Within the material below, filter for lines that hold the word "CollapseActionButton".

[[ Records shown, beginning ]]

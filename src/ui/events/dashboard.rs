use super::*;

use crate::household::{DueLabel, Task, TaskKind};
use crate::ui::focus::NewChoreFocus;
use crate::ui::state::{ActionButton, NewChoreForm};

pub(super) fn handle_dashboard_key(key: KeyEvent, state: &mut UiState) {
    match state.dashboard.popup.take() {
        Some(DashboardPopup::LogoutConfirm) => handle_logout_key(key, state),
        Some(DashboardPopup::ChoreDetail(id)) => {
            match key.code {
                KeyCode::Enter | KeyCode::Char(' ') => {
                    state.app.toggle_chore_completion(id);
                    state.dashboard.popup = Some(DashboardPopup::ChoreDetail(id));
                }
                KeyCode::Esc => {}
                _ => state.dashboard.popup = Some(DashboardPopup::ChoreDetail(id)),
            }
        }
        Some(DashboardPopup::NewChore(form)) => handle_new_chore_key(key, state, form),
        None => handle_main_key(key, state),
    }
}

fn handle_main_key(key: KeyEvent, state: &mut UiState) {
    let chore_count = state.app.chores().len();
    match key.code {
        KeyCode::Up => {
            if let Some(i) = state.dashboard.list_state.selected() {
                if i > 0 {
                    state.dashboard.list_state.select(Some(i - 1));
                }
            }
        }
        KeyCode::Down => match state.dashboard.list_state.selected() {
            Some(i) if chore_count > 0 && i < chore_count - 1 => {
                state.dashboard.list_state.select(Some(i + 1));
            }
            None if chore_count > 0 => state.dashboard.list_state.select(Some(0)),
            _ => {}
        },
        // Toggle completion of the selected chore
        KeyCode::Char(' ') => {
            if let Some(id) = selected_chore_id(state) {
                state.app.toggle_chore_completion(id);
            }
        }
        KeyCode::Enter => {
            if let Some(id) = selected_chore_id(state) {
                state.dashboard.popup = Some(DashboardPopup::ChoreDetail(id));
            }
        }
        KeyCode::Char('n') | KeyCode::Char('N') => press_action_button(state),
        KeyCode::Char('l') | KeyCode::Char('L') => {
            state.dashboard.popup = Some(DashboardPopup::LogoutConfirm);
        }
        _ => {}
    }
}

/// First press expands the button, a second press while expanded opens the
/// new-chore form. An expanded button collapses on its own after a delay.
fn press_action_button(state: &mut UiState) {
    match state.dashboard.action_button {
        ActionButton::Collapsed => {
            state.dashboard.action_button = ActionButton::Expanded;
            state.tasks.schedule(
                Task::CollapseActionButton,
                Instant::now(),
                state.timers.action_button_collapse(),
                state.app.epoch(),
            );
        }
        ActionButton::Expanded => {
            state.tasks.cancel(TaskKind::CollapseActionButton);
            state.dashboard.popup = Some(DashboardPopup::NewChore(NewChoreForm::default()));
        }
    }
}

fn handle_logout_key(key: KeyEvent, state: &mut UiState) {
    match key.code {
        KeyCode::Char('y') | KeyCode::Char('Y') | KeyCode::Enter => {
            state.app.logout();
            state.reset_forms();
            state.status = None;
        }
        KeyCode::Char('n') | KeyCode::Char('N') | KeyCode::Esc => {}
        _ => state.dashboard.popup = Some(DashboardPopup::LogoutConfirm),
    }
}

fn handle_new_chore_key(key: KeyEvent, state: &mut UiState, mut form: NewChoreForm) {
    match key.code {
        KeyCode::Esc => {
            close_new_chore(state);
            return;
        }
        KeyCode::Tab => form.focus = form.focus.next(),
        KeyCode::BackTab => form.focus = form.focus.prev(),
        KeyCode::Enter => {
            if submit_new_chore(state, &form) {
                return;
            }
        }
        _ => match form.focus {
            NewChoreFocus::Title => {
                form.title.handle_key(key);
            }
            NewChoreFocus::Description => {
                form.description.handle_key(key);
            }
            NewChoreFocus::Assignee => {
                let count = state.app.members().len().max(1);
                match key.code {
                    KeyCode::Left => form.assignee = (form.assignee + count - 1) % count,
                    KeyCode::Right | KeyCode::Char(' ') => {
                        form.assignee = (form.assignee + 1) % count
                    }
                    _ => {}
                }
            }
            NewChoreFocus::Due => {
                let count = DueLabel::SELECTABLE.len();
                match key.code {
                    KeyCode::Left => form.due = (form.due + count - 1) % count,
                    KeyCode::Right | KeyCode::Char(' ') => form.due = (form.due + 1) % count,
                    _ => {}
                }
            }
        },
    }
    state.dashboard.popup = Some(DashboardPopup::NewChore(form));
}

/// Returns true when the chore was added and the form closed
fn submit_new_chore(state: &mut UiState, form: &NewChoreForm) -> bool {
    if !form.can_submit() {
        state.status = Some("Task name is required".to_string());
        return false;
    }
    let Some(assignee) = state.app.members().get(form.assignee).map(|u| u.id) else {
        state.status = Some("Pick someone to assign this chore to".to_string());
        return false;
    };

    match state.app.add_chore(form.to_new_chore(assignee)) {
        Ok(id) => {
            if let Some(idx) = state.app.chores().iter().position(|c| c.id == id) {
                state.dashboard.list_state.select(Some(idx));
            }
            state.status = None;
            close_new_chore(state);
            true
        }
        Err(e) => {
            state.status = Some(e.to_string());
            false
        }
    }
}

fn close_new_chore(state: &mut UiState) {
    state.dashboard.popup = None;
    state.dashboard.action_button = ActionButton::Collapsed;
}

fn selected_chore_id(state: &UiState) -> Option<crate::household::ChoreId> {
    let idx = state.dashboard.list_state.selected()?;
    state.app.chores().get(idx).map(|c| c.id)
}

pub(super) fn select_first_chore(state: &mut UiState) {
    let first = if state.app.chores().is_empty() { None } else { Some(0) };
    state.dashboard.list_state.select(first);
}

[[ Records shown, end ]]

• _Worked solution_:
                Task::CollapseActionButton,
            state.tasks.cancel(TaskKind::CollapseActionButton);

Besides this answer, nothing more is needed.